Collected data
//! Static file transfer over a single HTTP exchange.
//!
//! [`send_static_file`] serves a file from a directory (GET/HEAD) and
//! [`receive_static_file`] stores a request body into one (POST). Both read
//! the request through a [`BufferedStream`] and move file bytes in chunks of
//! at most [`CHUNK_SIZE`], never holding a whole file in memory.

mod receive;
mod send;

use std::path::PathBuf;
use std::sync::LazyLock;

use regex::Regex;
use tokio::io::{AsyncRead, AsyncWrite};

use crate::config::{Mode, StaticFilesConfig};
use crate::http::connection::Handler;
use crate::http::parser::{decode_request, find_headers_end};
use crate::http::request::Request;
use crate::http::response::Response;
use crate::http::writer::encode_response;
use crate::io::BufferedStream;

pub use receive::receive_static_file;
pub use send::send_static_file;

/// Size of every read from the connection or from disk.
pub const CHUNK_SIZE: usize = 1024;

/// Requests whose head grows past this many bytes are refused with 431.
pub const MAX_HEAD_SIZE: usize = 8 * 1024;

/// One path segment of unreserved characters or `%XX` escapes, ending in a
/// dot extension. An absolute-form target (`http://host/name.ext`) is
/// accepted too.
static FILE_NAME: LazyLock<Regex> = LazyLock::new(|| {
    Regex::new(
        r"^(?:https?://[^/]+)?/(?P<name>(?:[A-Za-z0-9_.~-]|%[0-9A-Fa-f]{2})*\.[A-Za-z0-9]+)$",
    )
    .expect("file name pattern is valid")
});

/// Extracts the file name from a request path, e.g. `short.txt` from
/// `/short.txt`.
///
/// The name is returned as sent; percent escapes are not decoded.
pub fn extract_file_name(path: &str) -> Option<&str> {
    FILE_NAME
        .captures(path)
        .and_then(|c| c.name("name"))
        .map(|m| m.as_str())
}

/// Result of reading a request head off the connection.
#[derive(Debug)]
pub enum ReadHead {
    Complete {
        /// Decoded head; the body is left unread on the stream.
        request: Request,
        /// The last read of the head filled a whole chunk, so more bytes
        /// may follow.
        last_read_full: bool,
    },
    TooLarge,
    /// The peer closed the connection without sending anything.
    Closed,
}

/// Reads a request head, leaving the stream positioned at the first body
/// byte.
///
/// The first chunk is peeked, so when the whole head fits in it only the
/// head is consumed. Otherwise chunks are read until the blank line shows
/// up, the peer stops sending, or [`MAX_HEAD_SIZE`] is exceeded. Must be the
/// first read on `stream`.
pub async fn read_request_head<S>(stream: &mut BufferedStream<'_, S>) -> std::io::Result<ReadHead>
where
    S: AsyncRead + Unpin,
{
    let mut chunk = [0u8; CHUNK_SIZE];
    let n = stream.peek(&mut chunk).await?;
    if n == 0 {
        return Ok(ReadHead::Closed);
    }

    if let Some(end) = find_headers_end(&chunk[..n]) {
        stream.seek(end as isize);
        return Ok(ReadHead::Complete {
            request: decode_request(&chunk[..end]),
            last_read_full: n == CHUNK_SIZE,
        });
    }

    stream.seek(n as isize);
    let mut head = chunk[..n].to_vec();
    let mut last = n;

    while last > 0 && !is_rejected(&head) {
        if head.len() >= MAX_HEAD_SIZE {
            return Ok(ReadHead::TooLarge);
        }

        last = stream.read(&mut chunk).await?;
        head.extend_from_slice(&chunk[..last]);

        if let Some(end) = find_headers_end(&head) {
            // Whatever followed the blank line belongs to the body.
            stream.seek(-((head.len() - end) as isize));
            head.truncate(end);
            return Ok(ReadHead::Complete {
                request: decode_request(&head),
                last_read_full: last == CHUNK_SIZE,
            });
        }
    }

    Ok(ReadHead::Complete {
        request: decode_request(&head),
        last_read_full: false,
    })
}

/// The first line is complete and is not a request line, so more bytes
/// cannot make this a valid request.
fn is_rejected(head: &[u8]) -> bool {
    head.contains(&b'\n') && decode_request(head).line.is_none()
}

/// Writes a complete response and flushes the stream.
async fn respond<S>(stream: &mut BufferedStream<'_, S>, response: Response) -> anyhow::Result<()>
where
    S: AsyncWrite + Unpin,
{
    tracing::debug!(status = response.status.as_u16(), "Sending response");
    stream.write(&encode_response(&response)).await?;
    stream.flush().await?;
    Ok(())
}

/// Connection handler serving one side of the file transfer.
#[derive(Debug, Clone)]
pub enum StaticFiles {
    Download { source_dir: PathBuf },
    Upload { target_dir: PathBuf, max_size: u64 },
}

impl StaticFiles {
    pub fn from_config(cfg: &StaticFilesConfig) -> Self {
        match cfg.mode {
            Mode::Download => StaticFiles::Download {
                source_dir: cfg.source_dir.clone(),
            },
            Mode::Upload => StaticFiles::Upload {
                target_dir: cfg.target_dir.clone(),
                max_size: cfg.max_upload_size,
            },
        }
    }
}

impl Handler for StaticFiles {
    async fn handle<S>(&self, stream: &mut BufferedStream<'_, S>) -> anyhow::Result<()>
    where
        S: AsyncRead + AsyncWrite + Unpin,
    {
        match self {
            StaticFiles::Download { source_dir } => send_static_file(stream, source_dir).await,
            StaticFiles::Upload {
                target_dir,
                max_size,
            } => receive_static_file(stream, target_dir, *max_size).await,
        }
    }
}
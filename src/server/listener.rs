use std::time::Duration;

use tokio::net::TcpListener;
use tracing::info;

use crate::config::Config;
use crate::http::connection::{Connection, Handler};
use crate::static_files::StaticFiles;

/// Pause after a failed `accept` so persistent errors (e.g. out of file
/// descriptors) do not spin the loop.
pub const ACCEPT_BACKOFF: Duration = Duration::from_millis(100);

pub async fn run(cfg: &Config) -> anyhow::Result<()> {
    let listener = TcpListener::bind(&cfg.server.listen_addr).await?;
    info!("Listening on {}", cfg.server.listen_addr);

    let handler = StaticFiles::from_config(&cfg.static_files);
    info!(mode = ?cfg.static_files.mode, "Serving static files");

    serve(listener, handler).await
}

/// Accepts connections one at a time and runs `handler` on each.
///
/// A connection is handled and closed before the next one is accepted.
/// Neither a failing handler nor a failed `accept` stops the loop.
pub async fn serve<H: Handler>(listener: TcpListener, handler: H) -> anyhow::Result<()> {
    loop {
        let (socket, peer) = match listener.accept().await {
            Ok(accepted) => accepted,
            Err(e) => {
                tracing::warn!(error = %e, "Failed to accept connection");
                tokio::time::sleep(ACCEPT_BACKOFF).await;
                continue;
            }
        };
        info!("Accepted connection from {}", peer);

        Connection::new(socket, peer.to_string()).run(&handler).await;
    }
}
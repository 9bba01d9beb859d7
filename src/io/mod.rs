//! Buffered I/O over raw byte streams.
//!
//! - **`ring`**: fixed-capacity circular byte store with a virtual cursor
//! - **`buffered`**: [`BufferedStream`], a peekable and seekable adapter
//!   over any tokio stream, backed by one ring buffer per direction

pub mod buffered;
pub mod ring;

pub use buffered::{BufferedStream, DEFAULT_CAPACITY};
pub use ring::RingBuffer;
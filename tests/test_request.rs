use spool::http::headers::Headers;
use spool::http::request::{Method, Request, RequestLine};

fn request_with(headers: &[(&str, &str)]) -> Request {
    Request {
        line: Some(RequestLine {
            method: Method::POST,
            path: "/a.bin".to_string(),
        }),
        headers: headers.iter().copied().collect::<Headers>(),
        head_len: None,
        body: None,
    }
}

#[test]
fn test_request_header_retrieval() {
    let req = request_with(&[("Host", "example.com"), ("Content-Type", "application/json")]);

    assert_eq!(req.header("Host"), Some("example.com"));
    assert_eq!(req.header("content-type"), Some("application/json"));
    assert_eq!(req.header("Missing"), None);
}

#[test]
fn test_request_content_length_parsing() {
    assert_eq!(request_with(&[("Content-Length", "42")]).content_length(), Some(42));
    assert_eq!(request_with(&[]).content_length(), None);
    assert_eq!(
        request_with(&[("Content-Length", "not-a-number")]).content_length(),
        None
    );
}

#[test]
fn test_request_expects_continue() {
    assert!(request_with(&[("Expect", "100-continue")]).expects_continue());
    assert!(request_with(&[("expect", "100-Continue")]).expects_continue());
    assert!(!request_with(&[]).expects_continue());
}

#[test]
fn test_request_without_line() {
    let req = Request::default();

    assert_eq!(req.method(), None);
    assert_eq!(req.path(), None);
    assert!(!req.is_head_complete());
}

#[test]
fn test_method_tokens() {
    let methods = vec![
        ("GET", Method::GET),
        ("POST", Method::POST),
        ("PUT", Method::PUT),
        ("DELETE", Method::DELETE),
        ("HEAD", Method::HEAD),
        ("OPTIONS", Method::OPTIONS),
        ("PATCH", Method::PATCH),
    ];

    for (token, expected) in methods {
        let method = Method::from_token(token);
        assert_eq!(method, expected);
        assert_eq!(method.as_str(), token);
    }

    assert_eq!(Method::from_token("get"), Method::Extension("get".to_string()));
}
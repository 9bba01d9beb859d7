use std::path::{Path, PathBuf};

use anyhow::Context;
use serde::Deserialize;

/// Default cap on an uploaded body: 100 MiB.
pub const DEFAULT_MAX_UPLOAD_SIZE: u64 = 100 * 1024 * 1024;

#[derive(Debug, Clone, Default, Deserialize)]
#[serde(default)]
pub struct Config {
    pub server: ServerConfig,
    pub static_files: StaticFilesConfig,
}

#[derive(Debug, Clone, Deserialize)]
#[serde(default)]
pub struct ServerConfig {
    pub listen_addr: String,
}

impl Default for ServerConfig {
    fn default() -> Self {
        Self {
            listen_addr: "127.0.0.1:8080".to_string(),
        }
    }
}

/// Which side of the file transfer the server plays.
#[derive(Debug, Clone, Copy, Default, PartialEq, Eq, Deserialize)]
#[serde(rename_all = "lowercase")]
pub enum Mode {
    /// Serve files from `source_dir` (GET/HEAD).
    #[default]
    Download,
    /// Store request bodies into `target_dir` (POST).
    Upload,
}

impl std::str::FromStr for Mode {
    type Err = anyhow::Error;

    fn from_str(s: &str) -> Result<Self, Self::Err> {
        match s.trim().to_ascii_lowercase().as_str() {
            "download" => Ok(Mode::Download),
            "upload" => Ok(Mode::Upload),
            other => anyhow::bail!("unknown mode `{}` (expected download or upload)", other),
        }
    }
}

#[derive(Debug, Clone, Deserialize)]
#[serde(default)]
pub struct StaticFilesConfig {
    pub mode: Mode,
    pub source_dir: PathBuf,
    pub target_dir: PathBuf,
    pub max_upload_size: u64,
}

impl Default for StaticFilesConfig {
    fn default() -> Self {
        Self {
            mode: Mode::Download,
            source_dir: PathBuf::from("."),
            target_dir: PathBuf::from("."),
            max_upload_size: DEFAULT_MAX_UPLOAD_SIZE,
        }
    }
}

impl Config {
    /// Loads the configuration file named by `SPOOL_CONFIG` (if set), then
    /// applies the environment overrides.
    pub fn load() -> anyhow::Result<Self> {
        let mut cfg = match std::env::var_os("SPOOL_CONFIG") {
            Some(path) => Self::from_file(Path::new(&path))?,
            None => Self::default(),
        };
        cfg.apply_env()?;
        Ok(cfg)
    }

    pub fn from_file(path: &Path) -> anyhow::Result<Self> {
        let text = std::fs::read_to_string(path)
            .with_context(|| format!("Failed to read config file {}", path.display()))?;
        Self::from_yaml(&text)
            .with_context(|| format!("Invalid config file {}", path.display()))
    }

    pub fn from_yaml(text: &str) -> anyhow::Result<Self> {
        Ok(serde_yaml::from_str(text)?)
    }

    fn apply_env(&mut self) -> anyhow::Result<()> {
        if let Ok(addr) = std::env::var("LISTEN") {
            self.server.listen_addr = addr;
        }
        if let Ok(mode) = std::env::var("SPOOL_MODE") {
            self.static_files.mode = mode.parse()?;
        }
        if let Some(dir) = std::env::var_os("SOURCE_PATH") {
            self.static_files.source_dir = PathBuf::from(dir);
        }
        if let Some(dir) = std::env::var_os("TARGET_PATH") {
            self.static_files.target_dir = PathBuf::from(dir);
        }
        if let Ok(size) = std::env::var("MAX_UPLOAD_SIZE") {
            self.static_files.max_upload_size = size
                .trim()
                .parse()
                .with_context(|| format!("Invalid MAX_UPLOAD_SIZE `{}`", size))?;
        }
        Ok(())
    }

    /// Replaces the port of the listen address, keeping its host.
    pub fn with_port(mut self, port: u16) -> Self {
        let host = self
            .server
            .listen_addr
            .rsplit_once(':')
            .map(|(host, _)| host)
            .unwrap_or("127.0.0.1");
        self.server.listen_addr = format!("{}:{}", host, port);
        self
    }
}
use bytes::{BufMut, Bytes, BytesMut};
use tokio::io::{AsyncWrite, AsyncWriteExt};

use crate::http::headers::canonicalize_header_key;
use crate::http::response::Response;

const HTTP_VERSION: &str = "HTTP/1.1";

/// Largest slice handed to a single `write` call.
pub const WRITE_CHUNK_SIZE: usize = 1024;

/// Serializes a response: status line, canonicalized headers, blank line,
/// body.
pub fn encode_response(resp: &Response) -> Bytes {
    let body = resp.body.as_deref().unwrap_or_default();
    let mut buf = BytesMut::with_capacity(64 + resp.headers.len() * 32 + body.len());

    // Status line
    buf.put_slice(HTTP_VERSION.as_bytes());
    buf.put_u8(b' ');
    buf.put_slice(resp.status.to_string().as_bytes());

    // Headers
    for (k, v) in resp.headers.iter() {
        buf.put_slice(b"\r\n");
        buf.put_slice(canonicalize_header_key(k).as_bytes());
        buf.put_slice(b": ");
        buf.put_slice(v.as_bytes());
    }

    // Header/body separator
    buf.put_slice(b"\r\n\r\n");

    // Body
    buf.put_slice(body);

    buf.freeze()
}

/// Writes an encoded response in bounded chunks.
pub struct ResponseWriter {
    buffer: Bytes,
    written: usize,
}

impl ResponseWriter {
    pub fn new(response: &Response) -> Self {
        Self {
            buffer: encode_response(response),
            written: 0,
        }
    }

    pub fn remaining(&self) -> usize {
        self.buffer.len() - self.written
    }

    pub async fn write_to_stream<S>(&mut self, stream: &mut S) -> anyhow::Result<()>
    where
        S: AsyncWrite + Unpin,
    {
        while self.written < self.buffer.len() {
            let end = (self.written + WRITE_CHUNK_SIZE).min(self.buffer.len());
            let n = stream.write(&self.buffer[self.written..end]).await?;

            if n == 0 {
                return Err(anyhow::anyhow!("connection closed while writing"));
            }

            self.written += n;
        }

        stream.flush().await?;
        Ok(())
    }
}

--

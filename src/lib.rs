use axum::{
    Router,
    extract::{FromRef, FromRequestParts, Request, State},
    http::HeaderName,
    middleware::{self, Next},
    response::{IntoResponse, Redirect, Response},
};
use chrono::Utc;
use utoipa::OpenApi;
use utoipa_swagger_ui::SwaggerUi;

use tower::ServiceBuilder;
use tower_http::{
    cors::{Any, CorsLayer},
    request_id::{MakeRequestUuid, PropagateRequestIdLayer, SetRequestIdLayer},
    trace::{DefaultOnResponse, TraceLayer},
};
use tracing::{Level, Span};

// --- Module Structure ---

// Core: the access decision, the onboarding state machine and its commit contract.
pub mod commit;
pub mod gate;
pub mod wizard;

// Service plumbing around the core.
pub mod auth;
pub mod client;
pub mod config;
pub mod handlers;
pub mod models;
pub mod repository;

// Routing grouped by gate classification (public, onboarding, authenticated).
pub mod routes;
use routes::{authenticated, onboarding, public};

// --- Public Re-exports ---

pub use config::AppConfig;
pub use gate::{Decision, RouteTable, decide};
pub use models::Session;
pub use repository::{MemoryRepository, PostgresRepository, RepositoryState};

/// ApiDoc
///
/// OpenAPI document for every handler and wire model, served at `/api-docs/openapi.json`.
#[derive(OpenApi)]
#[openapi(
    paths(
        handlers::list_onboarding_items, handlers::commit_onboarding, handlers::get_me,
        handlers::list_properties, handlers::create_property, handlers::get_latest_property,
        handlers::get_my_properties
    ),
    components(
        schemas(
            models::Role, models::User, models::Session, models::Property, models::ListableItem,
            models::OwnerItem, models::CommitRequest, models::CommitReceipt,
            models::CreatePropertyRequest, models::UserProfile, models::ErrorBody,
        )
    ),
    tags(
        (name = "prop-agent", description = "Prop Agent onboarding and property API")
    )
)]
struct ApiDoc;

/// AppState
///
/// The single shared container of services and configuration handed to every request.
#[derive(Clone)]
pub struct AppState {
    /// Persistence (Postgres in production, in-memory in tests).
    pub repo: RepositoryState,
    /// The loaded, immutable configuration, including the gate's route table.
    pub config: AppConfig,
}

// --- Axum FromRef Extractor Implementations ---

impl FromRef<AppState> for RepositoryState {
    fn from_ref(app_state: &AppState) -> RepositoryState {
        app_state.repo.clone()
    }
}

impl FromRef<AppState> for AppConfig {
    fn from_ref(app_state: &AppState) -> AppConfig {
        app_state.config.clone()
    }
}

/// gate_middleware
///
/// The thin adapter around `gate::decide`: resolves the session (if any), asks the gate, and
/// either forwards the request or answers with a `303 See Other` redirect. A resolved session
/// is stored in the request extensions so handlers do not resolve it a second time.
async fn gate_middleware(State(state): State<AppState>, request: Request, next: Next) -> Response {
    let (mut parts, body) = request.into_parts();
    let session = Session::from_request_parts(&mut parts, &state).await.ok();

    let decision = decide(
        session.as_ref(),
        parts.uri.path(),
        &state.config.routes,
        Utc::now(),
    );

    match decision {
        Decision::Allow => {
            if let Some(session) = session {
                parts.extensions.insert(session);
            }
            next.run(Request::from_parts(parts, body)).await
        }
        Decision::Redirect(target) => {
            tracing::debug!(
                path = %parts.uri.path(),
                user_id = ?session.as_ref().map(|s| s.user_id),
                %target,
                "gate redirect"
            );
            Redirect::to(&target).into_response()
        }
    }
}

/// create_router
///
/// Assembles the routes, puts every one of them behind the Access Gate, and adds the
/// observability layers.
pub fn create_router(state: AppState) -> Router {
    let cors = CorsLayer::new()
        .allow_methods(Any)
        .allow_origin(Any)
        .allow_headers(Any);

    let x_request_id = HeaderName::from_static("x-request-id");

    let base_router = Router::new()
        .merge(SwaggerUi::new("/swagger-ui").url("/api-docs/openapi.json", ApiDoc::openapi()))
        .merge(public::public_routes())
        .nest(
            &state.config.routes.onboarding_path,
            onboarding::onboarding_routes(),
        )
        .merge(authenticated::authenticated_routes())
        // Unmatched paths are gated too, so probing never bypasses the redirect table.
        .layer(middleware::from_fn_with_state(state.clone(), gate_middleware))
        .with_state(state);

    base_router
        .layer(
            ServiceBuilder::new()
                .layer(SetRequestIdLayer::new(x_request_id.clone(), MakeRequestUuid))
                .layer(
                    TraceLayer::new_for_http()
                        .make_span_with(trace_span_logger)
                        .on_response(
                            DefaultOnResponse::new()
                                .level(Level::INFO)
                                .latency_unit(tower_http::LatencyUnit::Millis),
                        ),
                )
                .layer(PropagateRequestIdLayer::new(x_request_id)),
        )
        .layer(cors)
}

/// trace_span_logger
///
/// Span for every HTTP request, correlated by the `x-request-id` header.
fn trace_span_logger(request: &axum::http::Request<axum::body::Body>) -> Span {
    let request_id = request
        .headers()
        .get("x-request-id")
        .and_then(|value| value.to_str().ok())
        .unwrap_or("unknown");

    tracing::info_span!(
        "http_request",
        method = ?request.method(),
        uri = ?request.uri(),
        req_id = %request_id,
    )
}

# WHAT YOU ARE ASKED TO DO:
Looking at the data above, show all lines where the word "AppState" occurs.

# SOLUTION TO THE PROBLEM:
/// AppState
pub struct AppState {
impl FromRef<AppState> for RepositoryState {
    fn from_ref(app_state: &AppState) -> RepositoryState {
impl FromRef<AppState> for AppConfig {
    fn from_ref(app_state: &AppState) -> AppConfig {
async fn gate_middleware(State(state): State<AppState>, request: Request, next: Next) -> Response {
pub fn create_router(state: AppState) -> Router {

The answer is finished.